The first part of the process uses a heated wax pen and a scalpel to create a three dimensional design from a block of wax. This is then attached using 'sticky wax' with a heated wax pen to a wax sprue. Which in turn is placed in a rubber base.
The rubber base is encased within a metal pot and plaster of Paris is poured over the wax mould within the metal pot, very carefully so the wax mould does not detach from the sprue. If this happens the wax mould floats to the top of the mixture and it needs to be retrieved before the plaster of Paris begins to set, which doesn't take long! Fortunately if the wax mould has been attached to the sprue correctly using just the right amount of 'sticky wax' this doesn't happen!
The plaster of Paris is allowed to set at room temperature for 24 hours.
The dried plaster of Paris pot is put into a pre-heated kiln for several hours. During this time the wax evaporates: it is 'lost', hence 'the lost wax process'. An impression of the wax mould is left within the plaster of Paris.
This impression is then ready to be created into a piece of jewellery by pouring molten gold into it.

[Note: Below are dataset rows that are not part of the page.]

// SPDX-License-Identifier: Apache-2.0
// © James Ross Ω FLYING•ROBOTS <https://github.com/flyingrobots>

#![allow(missing_docs, clippy::float_cmp)]

use proptest::prelude::*;
use proptest::test_runner::{Config as PropConfig, RngAlgorithm, TestRng, TestRunner};

use angular_core::math::{blend_radius, soft_clamp, soft_max, soft_min, BLEND_SIN, BLEND_TAN};

fn angle() -> impl Strategy<Value = f64> {
    -720.0_f64..720.0
}

fn softness() -> impl Strategy<Value = f64> {
    prop_oneof![Just(0.0), 0.0_f64..60.0]
}

proptest! {
    #[test]
    fn soft_max_passthrough_and_saturation(mx in angle(), sft in 0.001_f64..60.0, d in 0.0_f64..500.0) {
        let r = blend_radius(sft);
        let start = mx - (BLEND_SIN - BLEND_TAN) * r;
        let end = mx + r * BLEND_TAN;
        prop_assert_eq!(soft_max(start - d, mx, sft), start - d);
        prop_assert_eq!(soft_max(end + d, mx, sft), mx);
    }

    #[test]
    fn one_sided_clamps_never_cross_their_bound(v in angle(), b in angle(), sft in softness()) {
        prop_assert!(soft_max(v, b, sft) <= b);
        prop_assert!(soft_max(v, b, sft) <= v);
        prop_assert!(soft_min(v, b, sft) >= b);
        prop_assert!(soft_min(v, b, sft) >= v);
    }

    #[test]
    fn soft_clamp_is_monotonic(
        a in angle(),
        b in angle(),
        mn in angle(),
        mn_s in softness(),
        mx in angle(),
        mx_s in softness(),
    ) {
        let (lo, hi) = if a <= b { (a, b) } else { (b, a) };
        prop_assert!(soft_clamp(lo, mn, mn_s, mx, mx_s) <= soft_clamp(hi, mn, mn_s, mx, mx_s));
    }

    #[test]
    fn hard_bounds_match_min_max(v in angle(), a in angle(), b in angle()) {
        let (mn, mx) = if a <= b { (a, b) } else { (b, a) };
        prop_assert_eq!(soft_clamp(v, mn, 0.0, mx, 0.0), v.min(mx).max(mn));
    }
}

#[test]
fn soft_clamp_output_stays_under_the_upper_bound_pinned_seed() {
    // Pinned so a failure reproduces on any machine.
    const SEED_BYTES: [u8; 32] = [
        0x5c, 0x1a, 0, 0, 0, 0, 0, 0, 0, 0, 0, 0, 0, 0, 0, 0, 0, 0, 0, 0, 0, 0, 0, 0, 0, 0, 0, 0,
        0, 0, 0, 0,
    ];

    let rng = TestRng::from_seed(RngAlgorithm::ChaCha, &SEED_BYTES);
    let mut runner = TestRunner::new_with_rng(PropConfig::default(), rng);

    let case = (angle(), angle(), softness(), angle(), softness());
    runner
        .run(&case, |(v, a, a_s, b, b_s)| {
            let out = soft_clamp(v, a, a_s, b, b_s);
            // The upper bound always runs last; the lower edge can only be
            // undercut by the upper bound's own blend region.
            let (lo, hi, hi_s) = if b < a { (b, a, a_s) } else { (a, b, b_s) };
            let floor = lo.min(hi - (BLEND_SIN - BLEND_TAN) * blend_radius(hi_s));
            prop_assert!(out <= hi, "v={v} out={out} hi={hi}");
            prop_assert!(out >= floor, "v={v} out={out} floor={floor}");
            Ok(())
        })
        .unwrap();
}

The plaster of Paris pot is placed onto a centrifuge with the hole at the bottom of the pot ready to receive the molten gold from the crucible when contact has taken place after the centrifuge has been released and spins round.
The gold is melted in a crucible before releasing the centrifuge which provides the force of gravity to send the molten gold into the wax impression left within the plaster of Paris pot.
This happens extremely quickly and is a skilled process. Robin has had many years to pracise this method.
The pot is then immersed in water using tongs, as it is still very hot and the plaster of Paris is removed.
The gold design emerges with the sprue still attached and is a replica of the initial wax impression.
The gold needs a lot of work to make it into a beautiful piece of jewellery It is initially cleaned with a wire brush before refined filing and polishing takes place.
This 'vine leaf' ring took days of filing and polishing to make it worthy of a competition entry. The platinum leaves were cut out by hand and domed using a dome punch and then each one was solderd onto the ring by hand. The 1.25ct triangular cut diamond is set on a platinum mirror to allow the fire and brilliance of the certificated diamond to be reflected in all its beauty.
This is an exceptional use of the lost wax process to create an intricate design. The process is so versatile that many designs can be made for new designed jewellery or re-designed jewellery and non-traditional engagement rings with matching wedding rings.
All pieces are hallmarked at Sheffield Assay Office where Robin's maker's mark is registered.